- Born: November 6, 1917 Boston, Massachusetts
- Died: May 18, 1945 (aged 27) Pacific Ocean
- Military career
- Allegiance: United States of America
- Branch: United States Navy
- Rank: Ensign
- Commands: USS Douglas H. Fox (DD-779)
- Conflicts: World War II
- Awards: Navy Cross (1) Purple Heart (1)

= Leo D. Fay =

U.S. Navy ensign

Leo D. Fay (November 6, 1917 - May 18, 1945) was a United States Navy ensign who received the Navy Cross and Purple Heart during his service as a unrestricted line officer in World War II.

==Early life==
Fay was born in Boston, Massachusetts on November 6, 1917 to Lawrence Anthony and Mary Agnes Fay. He graduated from Jamaica Plain High School in Jamaica Plain, Massachusetts. Fay then went on to further his studies at Massachusetts State College in Amherst, Massachusetts, majoring in Animal husbandry graduating in 1939. He married Elizabeth Anderson in 1944.

==U.S. Navy career==
Fay enlisted in the United States Naval Reserve in 1943 and was commissioned as an Ensign. His initial assignments with the Navy were aboard the destroyer as a line officer. On the evening of May 17, 1945 Japanese aircraft attacked the destroyer from all sides and one of the planes crashed into the forecastle of his ship and demolishing the forward bulkhead and deck near his work center. Ensign Fay while being critically injured in the kamikaze attack commanded his men to conduct repairs to the ship until succumbing to his wounds.

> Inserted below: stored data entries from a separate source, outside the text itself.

mod weasyprint;

pub use weasyprint::render_pdf;
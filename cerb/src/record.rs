// Licensed to the Apache Software Foundation (ASF) under one
// or more contributor license agreements.  See the NOTICE file
// distributed with this work for additional information
// regarding copyright ownership.  The ASF licenses this file
// to you under the Apache License, Version 2.0 (the
// "License"); you may not use this file except in compliance
// with the License.  You may obtain a copy of the License at
//
//   http://www.apache.org/licenses/LICENSE-2.0
//
// Unless required by applicable law or agreed to in writing,
// software distributed under the License is distributed on an
// "AS IS" BASIS, WITHOUT WARRANTIES OR CONDITIONS OF ANY
// KIND, either express or implied.  See the License for the
// specific language governing permissions and limitations
// under the License.

//! Records exchanged with the Cerb REST API.
//!
//! Every field defaults when absent: the set of fields Cerb returns depends on
//! the record and on what was expanded.

use serde::{Deserialize, Serialize};

use cerb_core::{Error, Result};

use crate::pagination::{remaining, Numeral};

/// Result envelope of `records/<record>/search.json`.
#[derive(Debug, Clone, Deserialize)]
pub struct SearchResults<T> {
    /// Always `success` once decoded.
    #[serde(rename = "__status", default)]
    pub status: String,
    /// API version reported by the server.
    #[serde(rename = "__version", default)]
    pub version: Option<Numeral>,
    /// Records on this page.
    #[serde(default)]
    pub count: Option<Numeral>,
    /// Echoed page index. Not reliable.
    #[serde(default)]
    pub page: Option<Numeral>,
    /// Echoed page size. Not reliable.
    #[serde(default)]
    pub limit: Option<Numeral>,
    /// Total number of matching records.
    #[serde(default)]
    pub total: Option<Numeral>,
    /// Matching records.
    #[serde(default = "Vec::new")]
    pub results: Vec<T>,
}

impl<T> SearchResults<T> {
    /// Reported total as an integer.
    pub fn total(&self) -> Result<i64> {
        self.total
            .as_ref()
            .ok_or_else(|| Error::pagination_protocol("search result has no total"))?
            .to_i64("total")
    }

    /// Records left after this page.
    ///
    /// `page` and `limit` must be the values that were sent; the echoed ones
    /// are ignored.
    pub fn remaining(&self, page: u32, limit: u32) -> Result<i64> {
        Ok(remaining(self.total()?, page, limit))
    }
}

/// A ticket as returned by search.
#[derive(Debug, Clone, Default, PartialEq, Serialize, Deserialize)]
#[serde(default)]
pub struct Ticket {
    pub id: i64,
    pub mask: String,
    pub subject: String,
    pub status: String,
    pub bucket_id: i64,
    pub group_id: i64,
    pub num_messages: Option<Numeral>,
    pub url: String,
    /// Only set when `initial_message_sender_` is expanded.
    #[serde(rename = "initial_message_sender_email")]
    pub email: Option<String>,
}

/// Response of `records/ticket/create.json`.
#[derive(Debug, Clone, Default, PartialEq, Deserialize)]
#[serde(default)]
pub struct CreatedTicket {
    pub id: i64,
    pub mask: String,
    pub subject: String,
    pub status: String,
    pub importance: Option<Numeral>,
    #[serde(rename = "created")]
    pub created_at: Option<Numeral>,
    pub num_messages: Option<Numeral>,
    pub url: String,
}

/// Response of `records/message/create.json` with the ticket sender expanded.
#[derive(Debug, Clone, Default, PartialEq, Deserialize)]
#[serde(default)]
pub struct CreatedMessage {
    pub id: i64,
    pub sender_id: i64,
    #[serde(rename = "ticket_initial_message_sender__image_url")]
    pub sender_avatar: String,
    #[serde(rename = "ticket_initial_message_sender_email")]
    pub sender_email: String,
    #[serde(rename = "ticket_initial_message_sender_id")]
    pub initial_sender_id: i64,
    #[serde(rename = "ticket_initial_message_record_url")]
    pub initial_message_url: String,
    #[serde(rename = "ticket_initial_message_sender_record_url")]
    pub sender_record_url: String,
    #[serde(rename = "ticket_initial_message_ticket_id")]
    pub ticket_id: i64,
    #[serde(rename = "ticket__label")]
    pub ticket_label: String,
    pub ticket_mask: String,
    pub ticket_status: String,
    pub ticket_subject: String,
    pub ticket_url: String,
}

/// Response of `parser/parse.json`.
///
/// The parser returns a loosely shaped object, so every field is optional.
#[derive(Debug, Clone, Default, PartialEq, Deserialize)]
#[serde(default)]
pub struct ParsedTicket {
    pub id: Option<i64>,
    pub mask: Option<String>,
    pub subject: Option<String>,
    pub status: Option<String>,
    pub bucket_id: Option<i64>,
    pub num_messages: Option<Numeral>,
}

/// A question from a customer to be filed as a new ticket.
#[derive(Debug, Clone, Default, PartialEq)]
pub struct CustomerQuestion {
    pub group_id: i64,
    pub bucket_id: i64,
    pub to: String,
    pub from: String,
    pub subject: String,
    pub content: String,
}

impl CustomerQuestion {
    /// RFC 822 style headers of the first message.
    pub fn headers(&self) -> String {
        format!(
            "From: {}\r\nTo: {}\r\nSubject: {}",
            self.from, self.to, self.subject
        )
    }
}
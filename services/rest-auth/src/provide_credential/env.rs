// Licensed to the Apache Software Foundation (ASF) under one
// or more contributor license agreements.  See the NOTICE file
// distributed with this work for additional information
// regarding copyright ownership.  The ASF licenses this file
// to you under the Apache License, Version 2.0 (the
// "License"); you may not use this file except in compliance
// with the License.  You may obtain a copy of the License at
//
//   http://www.apache.org/licenses/LICENSE-2.0
//
// Unless required by applicable law or agreed to in writing,
// software distributed under the License is distributed on an
// "AS IS" BASIS, WITHOUT WARRANTIES OR CONDITIONS OF ANY
// KIND, either express or implied.  See the License for the
// specific language governing permissions and limitations
// under the License.

use async_trait::async_trait;
use cerb_core::{Context, ProvideCredential, Result};

use crate::{constants::*, Credential};

/// EnvCredentialProvider loads Cerb credentials from environment variables.
///
/// This provider looks for the following environment variables:
/// - `CERB_ACCESS_KEY`: The Cerb API access key
/// - `CERB_ACCESS_SECRET`: The Cerb API access secret
///
/// Both must be set and non-empty, otherwise the provider yields nothing.
#[derive(Debug, Default)]
pub struct EnvCredentialProvider;

impl EnvCredentialProvider {
    /// Create a new EnvCredentialProvider.
    pub fn new() -> Self {
        Self
    }
}

#[async_trait]
impl ProvideCredential for EnvCredentialProvider {
    type Credential = Credential;

    async fn provide_credential(&self, ctx: &Context) -> Result<Option<Self::Credential>> {
        let access_key = ctx.env_var(CERB_ACCESS_KEY).filter(|v| !v.is_empty());
        let access_secret = ctx.env_var(CERB_ACCESS_SECRET).filter(|v| !v.is_empty());

        match (access_key, access_secret) {
            (Some(ak), Some(sk)) => Ok(Some(Credential::new(ak, sk))),
            _ => Ok(None),
        }
    }
}
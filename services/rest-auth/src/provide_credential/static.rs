// Licensed to the Apache Software Foundation (ASF) under one
// or more contributor license agreements.  See the NOTICE file
// distributed with this work for additional information
// regarding copyright ownership.  The ASF licenses this file
// to you under the Apache License, Version 2.0 (the
// "License"); you may not use this file except in compliance
// with the License.  You may obtain a copy of the License at
//
//   http://www.apache.org/licenses/LICENSE-2.0
//
// Unless required by applicable law or agreed to in writing,
// software distributed under the License is distributed on an
// "AS IS" BASIS, WITHOUT WARRANTIES OR CONDITIONS OF ANY
// KIND, either express or implied.  See the License for the
// specific language governing permissions and limitations
// under the License.

use async_trait::async_trait;
use cerb_core::{Context, ProvideCredential, Result};

use crate::Credential;

/// StaticCredentialProvider provides a fixed Cerb access key pair.
///
/// Use it when the key and secret are already at hand, for example read from
/// the caller's own configuration.
#[derive(Debug, Clone)]
pub struct StaticCredentialProvider {
    credential: Credential,
}

impl StaticCredentialProvider {
    /// Create a new StaticCredentialProvider with access key and access secret.
    pub fn new(access_key: &str, access_secret: &str) -> Self {
        Self {
            credential: Credential::new(access_key, access_secret),
        }
    }
}

#[async_trait]
impl ProvideCredential for StaticCredentialProvider {
    type Credential = Credential;

    async fn provide_credential(&self, _: &Context) -> Result<Option<Self::Credential>> {
        Ok(Some(self.credential.clone()))
    }
}

#[cfg(test)]
mod tests {
    use super::*;

    #[tokio::test]
    async fn test_static_credential_provider() -> anyhow::Result<()> {
        let provider = StaticCredentialProvider::new("test_access_key", "test_secret");
        let cred = provider
            .provide_credential(&Context::new())
            .await?
            .expect("static provider always yields a credential");

        assert_eq!(cred.access_key, "test_access_key");
        assert_eq!(cred.access_secret, "test_secret");
        Ok(())
    }
}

Fay was awarded the Navy Cross posthumously.

His award citation reads:

The President of the United States of America takes pride in presenting the Navy Cross (Posthumously) to Ensign Leo Daniel Fay, United States Naval Reserve, for extraordinary heroism and distinguished service in the line of his profession while serving as Officer-in-Charge of the Forward Repair Party, on board the Destroyer U.S.S. DOUGLAS H. FOX (DD-779), when that vessel was attacked by enemy Japanese aircraft off the coast of Okinawa Gunto, on the evening of 17 May 1945. Courageous and determined when an overwhelming number of Japanese aircraft viciously attacked his force from all sides and one of the planes crashed into the forecastle of his ship, demolishing the forward bulkhead and part of the deck near his station, Ensign Fay, despite critical injuries and severe burns suffered in the rapidly spreading flames, steadfastly refused assistance and, valiantly remaining in command, continued to direct his men in conducting repair activities and combating the fire until he was carried below for medical attention. Subsequently succumbing to his wounds, Ensign Fay, by his unwavering fortitude, dauntless perseverance and zealous conduct in defense of his ship, had served as a constant inspiration to his men and was in large measure responsible for saving the DOUGLAS H. FOX for further action against the enemy. His great personal valor and self-sacrificing devotion to duty throughout the fierce action reflect the highest credit upon himself and the United States Naval Service. He gallantly gave his life for his country.